Dataset excerpts
━━━━━━━━━━━━━━━━━━━━

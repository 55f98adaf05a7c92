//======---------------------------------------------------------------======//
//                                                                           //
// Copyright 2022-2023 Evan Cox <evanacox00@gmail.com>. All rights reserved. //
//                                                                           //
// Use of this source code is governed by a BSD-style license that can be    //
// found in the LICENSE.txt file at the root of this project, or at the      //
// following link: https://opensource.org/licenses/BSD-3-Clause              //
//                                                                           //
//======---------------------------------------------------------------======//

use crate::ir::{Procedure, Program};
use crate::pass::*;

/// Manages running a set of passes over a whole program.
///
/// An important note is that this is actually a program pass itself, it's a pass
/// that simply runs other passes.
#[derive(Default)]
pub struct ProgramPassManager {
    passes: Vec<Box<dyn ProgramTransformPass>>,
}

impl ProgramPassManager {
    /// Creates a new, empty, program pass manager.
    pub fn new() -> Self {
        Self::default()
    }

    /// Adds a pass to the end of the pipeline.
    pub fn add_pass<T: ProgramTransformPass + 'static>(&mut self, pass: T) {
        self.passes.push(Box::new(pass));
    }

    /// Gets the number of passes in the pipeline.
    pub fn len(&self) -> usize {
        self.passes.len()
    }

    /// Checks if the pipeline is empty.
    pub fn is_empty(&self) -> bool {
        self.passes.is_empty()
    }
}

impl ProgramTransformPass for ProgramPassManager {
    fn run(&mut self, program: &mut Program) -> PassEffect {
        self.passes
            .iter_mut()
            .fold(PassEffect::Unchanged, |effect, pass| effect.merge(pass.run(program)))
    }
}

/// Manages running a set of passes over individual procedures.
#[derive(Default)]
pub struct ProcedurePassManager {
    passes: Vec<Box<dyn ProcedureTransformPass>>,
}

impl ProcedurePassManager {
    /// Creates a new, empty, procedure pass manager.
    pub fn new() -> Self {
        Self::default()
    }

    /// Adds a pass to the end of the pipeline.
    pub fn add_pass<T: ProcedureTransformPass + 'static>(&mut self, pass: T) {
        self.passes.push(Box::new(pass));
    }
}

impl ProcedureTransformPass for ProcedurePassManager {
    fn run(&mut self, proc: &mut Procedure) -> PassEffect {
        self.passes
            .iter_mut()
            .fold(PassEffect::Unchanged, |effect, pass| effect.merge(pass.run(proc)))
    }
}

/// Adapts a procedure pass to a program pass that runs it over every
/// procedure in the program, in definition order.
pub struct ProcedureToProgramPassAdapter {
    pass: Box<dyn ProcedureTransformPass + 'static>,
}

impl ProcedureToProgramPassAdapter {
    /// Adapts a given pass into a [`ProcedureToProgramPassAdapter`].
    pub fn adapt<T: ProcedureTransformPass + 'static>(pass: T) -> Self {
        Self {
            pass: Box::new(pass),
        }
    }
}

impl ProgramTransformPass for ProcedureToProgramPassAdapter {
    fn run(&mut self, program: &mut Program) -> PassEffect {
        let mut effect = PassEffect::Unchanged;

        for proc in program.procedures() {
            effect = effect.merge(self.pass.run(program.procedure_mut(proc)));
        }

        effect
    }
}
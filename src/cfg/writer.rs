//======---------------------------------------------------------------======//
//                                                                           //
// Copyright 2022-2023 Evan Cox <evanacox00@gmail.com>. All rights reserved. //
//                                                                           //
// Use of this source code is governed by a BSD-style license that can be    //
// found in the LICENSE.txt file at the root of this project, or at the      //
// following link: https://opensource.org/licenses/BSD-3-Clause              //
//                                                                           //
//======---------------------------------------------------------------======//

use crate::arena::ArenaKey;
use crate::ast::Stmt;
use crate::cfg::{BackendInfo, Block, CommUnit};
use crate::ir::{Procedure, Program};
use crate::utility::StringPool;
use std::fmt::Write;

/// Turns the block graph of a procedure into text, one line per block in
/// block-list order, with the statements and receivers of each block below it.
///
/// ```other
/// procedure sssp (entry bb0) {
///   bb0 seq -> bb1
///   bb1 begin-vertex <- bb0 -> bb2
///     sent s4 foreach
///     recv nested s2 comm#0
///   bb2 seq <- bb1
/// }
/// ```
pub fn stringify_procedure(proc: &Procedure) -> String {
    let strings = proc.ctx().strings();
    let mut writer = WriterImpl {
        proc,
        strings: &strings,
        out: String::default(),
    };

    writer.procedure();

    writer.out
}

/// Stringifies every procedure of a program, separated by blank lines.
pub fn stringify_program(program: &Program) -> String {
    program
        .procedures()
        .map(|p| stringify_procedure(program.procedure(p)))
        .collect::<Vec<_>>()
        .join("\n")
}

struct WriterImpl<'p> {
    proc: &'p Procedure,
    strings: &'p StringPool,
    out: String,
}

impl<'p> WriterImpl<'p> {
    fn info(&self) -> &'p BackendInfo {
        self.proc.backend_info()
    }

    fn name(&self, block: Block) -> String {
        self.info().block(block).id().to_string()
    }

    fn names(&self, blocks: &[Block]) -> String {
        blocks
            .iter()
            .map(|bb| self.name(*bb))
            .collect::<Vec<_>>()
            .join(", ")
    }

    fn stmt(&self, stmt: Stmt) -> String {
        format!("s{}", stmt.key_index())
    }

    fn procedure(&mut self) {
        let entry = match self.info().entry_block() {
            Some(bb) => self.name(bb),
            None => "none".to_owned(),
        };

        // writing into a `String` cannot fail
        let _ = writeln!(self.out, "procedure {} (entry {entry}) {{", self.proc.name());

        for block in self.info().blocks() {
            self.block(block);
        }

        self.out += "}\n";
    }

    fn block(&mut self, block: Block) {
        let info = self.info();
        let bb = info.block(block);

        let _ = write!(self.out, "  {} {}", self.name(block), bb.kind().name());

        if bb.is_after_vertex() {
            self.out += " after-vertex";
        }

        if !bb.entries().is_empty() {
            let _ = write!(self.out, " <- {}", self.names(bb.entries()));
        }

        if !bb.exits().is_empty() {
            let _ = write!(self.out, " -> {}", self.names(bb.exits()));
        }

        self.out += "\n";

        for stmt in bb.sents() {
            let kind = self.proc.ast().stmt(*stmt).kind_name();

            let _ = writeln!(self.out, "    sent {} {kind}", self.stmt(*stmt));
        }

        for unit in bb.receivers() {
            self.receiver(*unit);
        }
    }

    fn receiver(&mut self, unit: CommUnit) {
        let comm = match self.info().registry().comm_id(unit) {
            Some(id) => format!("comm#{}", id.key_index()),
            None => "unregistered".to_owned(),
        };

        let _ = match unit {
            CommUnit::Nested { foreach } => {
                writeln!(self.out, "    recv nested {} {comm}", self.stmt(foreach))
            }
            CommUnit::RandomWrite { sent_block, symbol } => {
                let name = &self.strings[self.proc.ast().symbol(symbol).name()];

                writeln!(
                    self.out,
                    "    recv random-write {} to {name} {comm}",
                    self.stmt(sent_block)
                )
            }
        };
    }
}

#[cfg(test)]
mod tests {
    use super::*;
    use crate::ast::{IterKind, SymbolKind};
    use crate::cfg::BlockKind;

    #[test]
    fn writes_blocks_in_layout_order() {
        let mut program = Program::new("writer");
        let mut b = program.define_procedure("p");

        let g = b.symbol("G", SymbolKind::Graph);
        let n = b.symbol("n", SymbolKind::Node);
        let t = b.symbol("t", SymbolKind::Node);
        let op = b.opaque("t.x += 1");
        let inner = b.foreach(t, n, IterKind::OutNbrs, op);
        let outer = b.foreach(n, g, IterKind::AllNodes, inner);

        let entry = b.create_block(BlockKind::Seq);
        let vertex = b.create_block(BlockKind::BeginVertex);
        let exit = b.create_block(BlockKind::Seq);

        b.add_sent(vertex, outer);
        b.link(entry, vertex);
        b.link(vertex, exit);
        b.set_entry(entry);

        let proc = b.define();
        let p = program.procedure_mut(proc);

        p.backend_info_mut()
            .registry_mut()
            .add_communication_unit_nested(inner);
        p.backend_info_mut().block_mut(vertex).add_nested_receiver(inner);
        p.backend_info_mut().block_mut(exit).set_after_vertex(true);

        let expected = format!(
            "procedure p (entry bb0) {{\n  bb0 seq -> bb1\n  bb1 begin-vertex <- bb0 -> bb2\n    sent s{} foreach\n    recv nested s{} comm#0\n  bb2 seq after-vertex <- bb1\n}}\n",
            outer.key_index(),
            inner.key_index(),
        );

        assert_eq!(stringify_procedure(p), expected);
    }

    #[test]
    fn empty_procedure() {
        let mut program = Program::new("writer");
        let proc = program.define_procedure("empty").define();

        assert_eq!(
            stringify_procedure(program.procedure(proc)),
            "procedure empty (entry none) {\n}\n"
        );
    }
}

━━━━━━━━━━━━━━━━━━━━

Copy every line from the records that holds the string "recv".

///     recv nested s2 comm#0
                writeln!(self.out, "    recv nested {} {comm}", self.stmt(foreach))
                    "    recv random-write {} to {name} {comm}",
            "procedure p (entry bb0) {{\n  bb0 seq -> bb1\n  bb1 begin-vertex <- bb0 -> bb2\n    sent s{} foreach\n    recv nested s{} comm#0\n  bb2 seq after-vertex <- bb1\n}}\n",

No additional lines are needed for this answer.